[Extracted data entries]
+ + + +

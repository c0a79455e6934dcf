use sqlx::SqliteConnection;
use uuid::Uuid;

use crate::db::{StoreError, now_utc, parse_uuid};
use crate::types::{Pacticipant, ValidationErrors};

/// Returns the pacticipant called `name` (case-insensitive), creating it on
/// first reference.
///
/// The insert is attempted first and ignored when the unique index already
/// holds the name, so a caller racing another first reference re-reads the
/// winner's row. Starting with a write also means a surrounding transaction
/// takes the write lock before it has read anything.
pub async fn resolve_or_create(
    conn: &mut SqliteConnection,
    name: &str,
) -> Result<Pacticipant, StoreError> {
    let name = name.trim();
    if name.is_empty() {
        return Err(ValidationErrors::single("name", "cannot be blank").into());
    }

    let inserted = sqlx::query(
        r"
        INSERT INTO pacticipants (id, name, created_at)
        VALUES (?, ?, ?)
        ON CONFLICT DO NOTHING
        ",
    )
    .bind(Uuid::new_v4().to_string())
    .bind(name)
    .bind(now_utc())
    .execute(&mut *conn)
    .await?;

    if inserted.rows_affected() > 0 {
        tracing::info!(pacticipant = name, "pacticipant created");
    }

    find_by_name(conn, name)
        .await?
        .ok_or_else(|| StoreError::NotFound(format!("pacticipant {name} not found after insert")))
}

pub async fn find_by_name(
    conn: &mut SqliteConnection,
    name: &str,
) -> Result<Option<Pacticipant>, StoreError> {
    let row = sqlx::query_as::<_, PacticipantRow>(
        r"
        SELECT id, name, created_at
        FROM pacticipants
        WHERE name = ? COLLATE NOCASE
        ",
    )
    .bind(name.trim())
    .fetch_optional(&mut *conn)
    .await?;

    row.map(PacticipantRow::try_into).transpose()
}

pub async fn find_by_id(
    conn: &mut SqliteConnection,
    id: Uuid,
) -> Result<Option<Pacticipant>, StoreError> {
    let row = sqlx::query_as::<_, PacticipantRow>(
        "SELECT id, name, created_at FROM pacticipants WHERE id = ?",
    )
    .bind(id.to_string())
    .fetch_optional(&mut *conn)
    .await?;

    row.map(PacticipantRow::try_into).transpose()
}

#[derive(sqlx::FromRow)]
struct PacticipantRow {
    id: String,
    name: String,
    created_at: String,
}

impl TryFrom<PacticipantRow> for Pacticipant {
    type Error = StoreError;

    fn try_from(row: PacticipantRow) -> Result<Self, Self::Error> {
        Ok(Pacticipant {
            id: parse_uuid("pacticipant id", &row.id)?,
            name: row.name,
            created_at: row.created_at,
        })
    }
}
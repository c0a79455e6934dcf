use serde_json::Value;

use crate::types::ValidationErrors;

use super::PublishPact;

/// Checks the coordinates and content of a pact before anything is written.
///
/// The content must be a JSON object. Participant names embedded in the
/// document, when present, must agree with the coordinates it is published
/// under.
pub fn validate_publication(req: &PublishPact<'_>) -> Result<(), ValidationErrors> {
    let mut errors = ValidationErrors::new();

    if req.provider_name.trim().is_empty() {
        errors.add("provider", "cannot be blank");
    }
    if req.consumer_name.trim().is_empty() {
        errors.add("consumer", "cannot be blank");
    }
    if req.consumer_version_number.trim().is_empty() {
        errors.add("consumer_version_number", "cannot be blank");
    }

    match serde_json::from_str::<Value>(req.json_content) {
        Ok(Value::Object(content)) => {
            check_embedded_name(&mut errors, &content, "consumer", req.consumer_name);
            check_embedded_name(&mut errors, &content, "provider", req.provider_name);
        }
        Ok(_) => errors.add("content", "must be a JSON object"),
        Err(err) => errors.add("content", format!("is not valid JSON: {err}")),
    }

    errors.into_result()
}

fn check_embedded_name(
    errors: &mut ValidationErrors,
    content: &serde_json::Map<String, Value>,
    role: &str,
    expected: &str,
) {
    let Some(embedded) = content
        .get(role)
        .and_then(|party| party.get("name"))
        .and_then(Value::as_str)
    else {
        return;
    };

    if !embedded.trim().eq_ignore_ascii_case(expected.trim()) {
        errors.add(
            format!("{role}.name"),
            format!("in pact ('{embedded}') does not match {role} name in path ('{expected}')"),
        );
    }
}
//! # kubeplate-renderer
//!
//! Template expansion: parameter overrides, value generation, `${NAME}`
//! substitution and filtering of the rendered objects.
//!
//! ## Usage
//!
//! ```rust,no_run
//! use std::collections::HashMap;
//!
//! use kubeplate_core::{load::load_template, Scheme};
//! use kubeplate_renderer::{filter::retain_all_but_namespaces, Processor};
//!
//! fn render(path: &std::path::Path) -> Result<(), Box<dyn std::error::Error>> {
//!     let mut template = load_template(path)?;
//!     let values = HashMap::from([("USERNAME".to_string(), "johnsmith".to_string())]);
//!     let processor = Processor::new(Scheme::with_builtin_types());
//!     let objects = processor.process(&mut template, &values, &[retain_all_but_namespaces()])?;
//!     println!("{} objects", objects.len());
//!     Ok(())
//! }
//! ```

pub mod engine;
pub mod error;
pub mod filter;
pub mod generator;
pub mod processor;

pub use engine::TemplateProcessor;
pub use error::{FieldError, FieldErrorType, GeneratorError, ProcessErrors, RenderError};
pub use filter::{filter, FilterFunc};
pub use generator::{ExpressionValueGenerator, Generator};
pub use processor::{default_generators, Processor};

+ + + +

§ REQUIREMENT
A complete answer gives every line of the records holding "blank".

§ ANSWER BOX
        return Err(ValidationErrors::single("name", "cannot be blank").into());
        errors.add("provider", "cannot be blank");
        errors.add("consumer", "cannot be blank");
        errors.add("consumer_version_number", "cannot be blank");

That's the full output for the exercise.